Non-surgical treatment
(1) Regardless of the purpose of urinary catheterization to promote storage or urination, intermittent catheterization can effectively treat neuromuscular voiding dysfunction, avoid the pain of long-term urethral catheterization and even suprapubic bladder fistula. Treatment (bladder enlargement, controlled urinary diversion) creates the conditions.
(2) Adjuvant treatment Empty the bladder regularly; Pelvic floor muscle training; Train "trigger points" to urinate; Males use external urine collection devices.
(3) Drug therapy Drugs for treating detrusor overactivity, such as M blockers. Drugs for the treatment of detrusor weakness, M receptor agonists. drugs that reduce the resistance of the bladder outlet, such as alpha blockers. Drugs that increase resistance to bladder exit: alpha receptor agonists. Drugs that reduce urine production, such as desmopressin. Other drugs.
(4) Acupuncture therapy Acupuncture has a good effect on diabetic sensory paralysis bladder, especially for early lesions.

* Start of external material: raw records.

//! Entry filters used by `find`, `find_once` and `browse`.
//!
//! A filter is either a predicate over an entry, an attribute-equality map,
//! or a named query that only a store can evaluate (it needs to see every
//! entry, not one at a time).

use std::fmt;
use std::sync::Arc;

use chrono::{DateTime, Utc};
use serde_json::{Map, Value};

use crate::types::{epoch, Entry};

/// Predicate closure type for [`Filter::Predicate`].
pub type PredicateFn<E> = dyn Fn(&E) -> bool + Send + Sync;

// ============================================================================
// NamedQuery
// ============================================================================

/// Store-evaluated queries referenced by name.
#[derive(Debug, Clone, Copy, PartialEq, Eq)]
pub enum NamedQuery {
    /// At most one entry: the one with the greatest `modified` marker.
    LastModified,
    /// Entries whose `modified` marker is at or after the given instant.
    ModifiedSince(DateTime<Utc>),
}

impl NamedQuery {
    pub fn name(&self) -> &'static str {
        match self {
            Self::LastModified => "last-modified",
            Self::ModifiedSince(_) => "modified-since",
        }
    }
}

// ============================================================================
// Filter
// ============================================================================

/// Selection criteria over entries of type `E`.
pub enum Filter<E> {
    Predicate(Arc<PredicateFn<E>>),
    /// Every listed attribute must be present and equal. An empty map matches
    /// nothing, so an accidental `{}` never turns into a full scan.
    Attributes(Map<String, Value>),
    Named(NamedQuery),
}

impl<E> Filter<E> {
    pub fn predicate(f: impl Fn(&E) -> bool + Send + Sync + 'static) -> Self {
        Self::Predicate(Arc::new(f))
    }

    /// Single attribute equality, e.g. `Filter::attribute("type", "added")`.
    pub fn attribute(key: impl Into<String>, value: impl Into<Value>) -> Self {
        let mut map = Map::new();
        map.insert(key.into(), value.into());
        Self::Attributes(map)
    }

    /// Build an attribute filter from a JSON object. Non-objects yield an
    /// empty (match-nothing) filter.
    pub fn attributes(value: Value) -> Self {
        match value {
            Value::Object(map) => Self::Attributes(map),
            _ => Self::Attributes(Map::new()),
        }
    }

    pub fn last_modified() -> Self {
        Self::Named(NamedQuery::LastModified)
    }

    pub fn modified_since(since: DateTime<Utc>) -> Self {
        Self::Named(NamedQuery::ModifiedSince(since))
    }
}

impl<E: Entry> Filter<E> {
    /// Evaluate the filter against a single entry.
    ///
    /// `LastModified` needs the whole set to decide; evaluated alone it
    /// accepts every entry and stores narrow the result themselves.
    pub fn matches(&self, entry: &E) -> bool {
        match self {
            Self::Predicate(f) => f(entry),
            Self::Attributes(map) => attributes_match(entry, map),
            Self::Named(NamedQuery::ModifiedSince(since)) => modified_or_epoch(entry) >= *since,
            Self::Named(NamedQuery::LastModified) => true,
        }
    }
}

/// `true` when `map` is non-empty and every key is present on `entry` with
/// an equal value.
pub fn attributes_match<E: Entry>(entry: &E, map: &Map<String, Value>) -> bool {
    !map.is_empty()
        && map
            .iter()
            .all(|(key, expected)| entry.attribute(key) == Some(expected))
}

/// The entry's `modified` marker, with absence treated as time zero.
pub fn modified_or_epoch<E: Entry>(entry: &E) -> DateTime<Utc> {
    entry.modified().unwrap_or_else(epoch)
}

impl<E> Clone for Filter<E> {
    fn clone(&self) -> Self {
        match self {
            Self::Predicate(f) => Self::Predicate(Arc::clone(f)),
            Self::Attributes(map) => Self::Attributes(map.clone()),
            Self::Named(q) => Self::Named(*q),
        }
    }
}

impl<E> fmt::Debug for Filter<E> {
    fn fmt(&self, f: &mut fmt::Formatter<'_>) -> fmt::Result {
        match self {
            Self::Predicate(_) => f.write_str("Filter::Predicate(..)"),
            Self::Attributes(map) => f.debug_tuple("Filter::Attributes").field(map).finish(),
            Self::Named(q) => f.debug_tuple("Filter::Named").field(q).finish(),
        }
    }
}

(5) Closed therapy This method is suitable for upper motor neuron disease (super detrusor hyperreflexia). After closure, the effect is good, the residual urine volume is significantly reduced, and the symptoms of dysuria are significantly improved. In a few patients, the effect can be maintained for several months to one year after being closed once. These patients only need to be closed on a regular basis without surgery.
(6) Bladder training and dilatation are severe for frequent urination and urgency, and those with no residual urine or small residual volume can be treated with this method. Instruct patients to drink water regularly during the day, 200mL per hour. Extend the interval of urination to make the bladder easy to gradually expand.
2. Surgical treatment
Its role is to improve bladder compliance and volume, and change bladder outlet resistance. It needs to be proved to be ineffective by non-surgical treatment and should be performed after the neuropathy is stable. Patients with mechanical obstruction of the lower urinary tract should consider removing obstruction factors first.
Surgical methods are divided into four categories: surgical procedures for treating dysfunction of urine storage, surgical procedures for dysfunction of urination, surgical procedures for simultaneously treating urine storage and dysuria, and diversion of urinary flow.